Saturday, March 22, 2008

Santa Anastacia



O/our favorite beverage store, "Wine World", publishes a weekly newsletter to inform customers of the weekly tasting table (every Thursday, Friday, and Saturday,) and to share other information. This week the owner, Elizabeth, shared one of her favorite recipes and the wine she chooses to serve with the dish. The wine is "obviously" named for a dear friend ;) so I had to share it here!

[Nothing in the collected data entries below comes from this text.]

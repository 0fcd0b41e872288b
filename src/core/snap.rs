//! Scroll-snap resolution in pitch space.
//!
//! Pitch is the fixed visual distance between adjacent ticks (item width +
//! spacing), measured in terminal columns.  These functions know nothing
//! about the value range; [`convert`](super::convert) handles the
//! value-domain rounding on its own scale and the two are deliberately kept
//! separate.

/// Multiple of `pitch` nearest to `offset`.
///
/// `lower = floor(offset / pitch) * pitch`, `upper = lower + pitch`; returns
/// whichever is closer, preferring `lower` on an exact tie.  Called once per
/// drag release to pick the offset the surface settles on, not continuously
/// during the drag.
pub fn nearest_pitch_multiple(offset: f64, pitch: f64) -> f64 {
    let lower = (offset / pitch).floor() * pitch;
    let upper = lower + pitch;
    if offset - lower <= upper - offset {
        lower
    } else {
        upper
    }
}

/// Tick index a raw `offset` snaps to, clamped to `[0, max_index]`.
pub fn index_from_offset(offset: f64, pitch: f64, max_index: usize) -> usize {
    let snapped = nearest_pitch_multiple(offset, pitch);
    (snapped / pitch).round().clamp(0.0, max_index as f64) as usize
}

/// Column offset at which tick `index` sits under the anchor.
pub fn offset_from_index(index: usize, pitch: f64) -> f64 {
    index as f64 * pitch
}
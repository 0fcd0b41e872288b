//! Mutable state for the demo host.

use std::time::{Duration, Instant};

use ratatui::layout::Rect;
use tick_slider::SliderState;

/// How long the status-bar tick flash stays visible.
const FLASH_DURATION: Duration = Duration::from_millis(300);

pub struct AppState {
    /// The bound value — the demo plays both roles: host-external writer
    /// (arrow keys) and observer of the widget's settle writes.
    pub value: f64,
    pub slider: SliderState,
    /// Area the slider occupied last frame, for mouse hit-testing.
    pub slider_area: Rect,
    /// Whether a grab is currently held on the slider surface.
    pub dragging: bool,
    /// When the last tick notification fired.
    pub last_tick: Option<Instant>,
    pub should_quit: bool,
}

impl AppState {
    pub fn new(value: f64, slider: SliderState) -> Self {
        Self {
            value,
            slider,
            slider_area: Rect::default(),
            dragging: false,
            last_tick: None,
            should_quit: false,
        }
    }

    /// True while the settle flash should still show.
    pub fn tick_flash(&self) -> bool {
        self.last_tick
            .is_some_and(|at| at.elapsed() < FLASH_DURATION)
    }
}
//! Bidirectional sync between the bound value and the scroll surface.
//!
//! The bound value has two writers-by-turns: the host (external writes) and
//! the widget (settle writes).  The loop guard here keeps a settle-originated
//! write from re-triggering the programmatic-scroll path it just satisfied,
//! which would otherwise ping-pong forever.

use super::convert::SliderConfig;

/// Where the widget currently is in the update cycle.
#[derive(Debug, Clone, Copy, PartialEq, Eq)]
pub enum SyncPhase {
    /// No pending move.
    Idle,
    /// Widget-initiated move toward `target`, commanded by an external
    /// value change.
    ProgrammaticScroll { target: usize },
    /// User drag in progress (grab → settle).
    UserScroll,
}

/// A committed user-driven change: the value to write back to the bound
/// value.  Feedback (the haptic-equivalent tick) is the host's side effect.
#[derive(Debug, Clone, Copy, PartialEq)]
pub struct Settle {
    pub index: usize,
    pub value: f64,
}

/// State machine keeping the bound value and the settled tick in agreement.
#[derive(Debug, Clone)]
pub struct ValueSync {
    config: SliderConfig,
    /// Index the scroll surface last came to rest on.
    settled: usize,
    phase: SyncPhase,
}

impl ValueSync {
    /// Starts `Idle`, with the settled index derived from the initial value.
    pub fn new(config: SliderConfig, initial_value: f64) -> Self {
        let settled = config.index_from_value(initial_value);
        Self {
            config,
            settled,
            phase: SyncPhase::Idle,
        }
    }

    pub fn config(&self) -> &SliderConfig {
        &self.config
    }

    pub fn settled_index(&self) -> usize {
        self.settled
    }

    pub fn phase(&self) -> SyncPhase {
        self.phase
    }

    /// Observe the bound value.  Returns the tick index the surface should
    /// animate to, or `None` when the surface already reflects it.
    ///
    /// The `None` case is the loop guard: a value the widget itself just
    /// wrote back maps to the settled index and must not start another
    /// programmatic move.  Safe to call every frame.
    pub fn observe_value(&mut self, value: f64) -> Option<usize> {
        let target = self.config.index_from_value(value);
        match self.phase {
            // Mid-drag the user owns the surface; external writes wait.
            SyncPhase::UserScroll => None,
            SyncPhase::ProgrammaticScroll { target: in_flight } => {
                if in_flight == target {
                    None
                } else {
                    // Last writer wins: retarget the in-flight move.
                    tracing::debug!(to = target, from = in_flight, "retargeting programmatic scroll");
                    self.phase = SyncPhase::ProgrammaticScroll { target };
                    Some(target)
                }
            }
            SyncPhase::Idle => {
                if target == self.settled {
                    None
                } else {
                    tracing::debug!(to = target, settled = self.settled, "external value change");
                    self.phase = SyncPhase::ProgrammaticScroll { target };
                    Some(target)
                }
            }
        }
    }

    /// The programmatic move finished; the surface now rests on its target.
    /// No value write happens here — the bound value caused this move.
    pub fn scroll_finished(&mut self) {
        if let SyncPhase::ProgrammaticScroll { target } = self.phase {
            self.settled = target;
            self.phase = SyncPhase::Idle;
        }
    }

    /// The user grabbed the surface.  Supersedes any in-flight programmatic
    /// move.
    pub fn grab(&mut self) {
        self.phase = SyncPhase::UserScroll;
    }

    /// The drag released and the surface snapped to `landed`.  Returns the
    /// write-back when the committed tick changed; `None` means the drag
    /// returned to where it started and the bound value is left alone.
    pub fn settle(&mut self, landed: usize) -> Option<Settle> {
        let landed = landed.min(self.config.max_index());
        self.phase = SyncPhase::Idle;
        if landed == self.settled {
            return None;
        }
        self.settled = landed;
        let value = self.config.value_from_index(landed);
        tracing::debug!(index = landed, value, "user settle committed");
        Some(Settle {
            index: landed,
            value,
        })
    }
}

#[cfg(test)]
mod tests {
    use super::*;

    fn sync(initial: f64) -> ValueSync {
        ValueSync::new(SliderConfig::new(0.0, 10.0, 1.0).unwrap(), initial)
    }

    #[test]
    fn initial_settled_index_from_value() {
        assert_eq!(sync(0.0).settled_index(), 0);
        assert_eq!(sync(7.0).settled_index(), 7);
        assert_eq!(sync(3.4).settled_index(), 3);
    }

    #[test]
    fn external_change_commands_scroll() {
        let mut s = sync(5.0);
        assert_eq!(s.observe_value(7.0), Some(7));
        assert_eq!(s.phase(), SyncPhase::ProgrammaticScroll { target: 7 });

        // Completion moves the settled index without any value write.
        s.scroll_finished();
        assert_eq!(s.settled_index(), 7);
        assert_eq!(s.phase(), SyncPhase::Idle);

        // Loop guard: observing the same value again is a no-op.
        assert_eq!(s.observe_value(7.0), None);
    }

    #[test]
    fn unchanged_value_is_noop() {
        let mut s = sync(5.0);
        assert_eq!(s.observe_value(5.0), None);
        assert_eq!(s.phase(), SyncPhase::Idle);
    }

    #[test]
    fn in_flight_move_retargets_on_newer_write() {
        let mut s = sync(0.0);
        assert_eq!(s.observe_value(8.0), Some(8));
        // A newer external write supersedes the in-flight move.
        assert_eq!(s.observe_value(2.0), Some(2));
        s.scroll_finished();
        assert_eq!(s.settled_index(), 2);
    }

    #[test]
    fn in_flight_move_ignores_same_target() {
        let mut s = sync(0.0);
        assert_eq!(s.observe_value(8.0), Some(8));
        assert_eq!(s.observe_value(8.2), None);
    }

    #[test]
    fn settle_writes_back_once() {
        let mut s = sync(5.0);
        s.grab();
        // External writes are deferred while the user holds the surface.
        assert_eq!(s.observe_value(9.0), None);

        let settle = s.settle(3).unwrap();
        assert_eq!(settle, Settle { index: 3, value: 3.0 });
        assert_eq!(s.settled_index(), 3);
        assert_eq!(s.phase(), SyncPhase::Idle);

        // The write-back maps to the settled index — guarded, no new move.
        assert_eq!(s.observe_value(settle.value), None);
    }

    #[test]
    fn settle_on_same_tick_does_not_write() {
        let mut s = sync(5.0);
        s.grab();
        assert_eq!(s.settle(5), None);
        assert_eq!(s.phase(), SyncPhase::Idle);
    }

    #[test]
    fn settle_clamps_to_index_domain() {
        let mut s = sync(5.0);
        s.grab();
        let settle = s.settle(99).unwrap();
        assert_eq!(settle.index, 10);
        assert_eq!(settle.value, 10.0);
    }
}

The owner, Elizabeth, goes into great detail to describe both the dish and the wine, and I am enthralled with the description of the wine which also describes parts of the personality of its "namesake" (in my opinion.) I hope you enjoy the following article, and if you try the recipe and/or the wine, Bon Appetit!


Wine with Food

Today's Recipe:

Santa Anastasia "Contempo" Nero D'Avola
with
Penne Pasta w/Broccoli Rabe and Sausage

I have been accused of being something of a "foodie". Since I have to eat anyway, I won't deny that I'd rather eat fresh, tasty food that is better for me than most prepared foods and certainly most fast foods. (I think that last one simply is misunderstood - people are just using the wrong definition of "fast"!)
I am constantly amused at the way food choices have changed. Just in my lifetime what was once considered "peasant food" is now called the "Mediterranean Diet"! Today's recipe falls into this category - a simple, hearty and tasty one-dish meal that was a staple in my ancestral home of Sicily. I remember my grandmother making it when I was a child.
This recipe is one I found years later that came very close to her version. It comes from a 1992 issue of Food and Wine. (Yes I do hold on to the good ones!) It's a great springtime meal, but with the emerging popularity of Broccoli Rabe - sometimes called "Rapini" - you can find it just about year round!
Broccoli Rabe falls into the category of "bitter greens", but don't let that worry you. It's not that bitter, and we won't be using the more bitter parts, the heavy stalks, anyway. It's rich in vitamin C and beta-carotene, and is a great source of phytochemicals, thought to offer protection against cancer.
Look for bunches that are crisp, bright green and loaded with florets. If you see any yellow buds, this is an indication that it is getting ready to "seed", and therefore has passed its prime. Either keep looking, or change your menu - it's that important! My personal favorite brand is "Andy Boy" since I can usually count on excellent quality and full florets. And it's easy to spot - it comes with the stalks wrapped in pink paper.
I also prefer to use Roma brand sausage. First it's locally made so it didn't have to be frozen. Also I appreciate the consistent application of their spices, so I am confident in the flavor. I use the hot sausage - this meal works very well with the extra kick - but if you prefer yours a bit milder, by all means use the sweet version. And if you have a personal favorite sausage maker, feel free to substitute!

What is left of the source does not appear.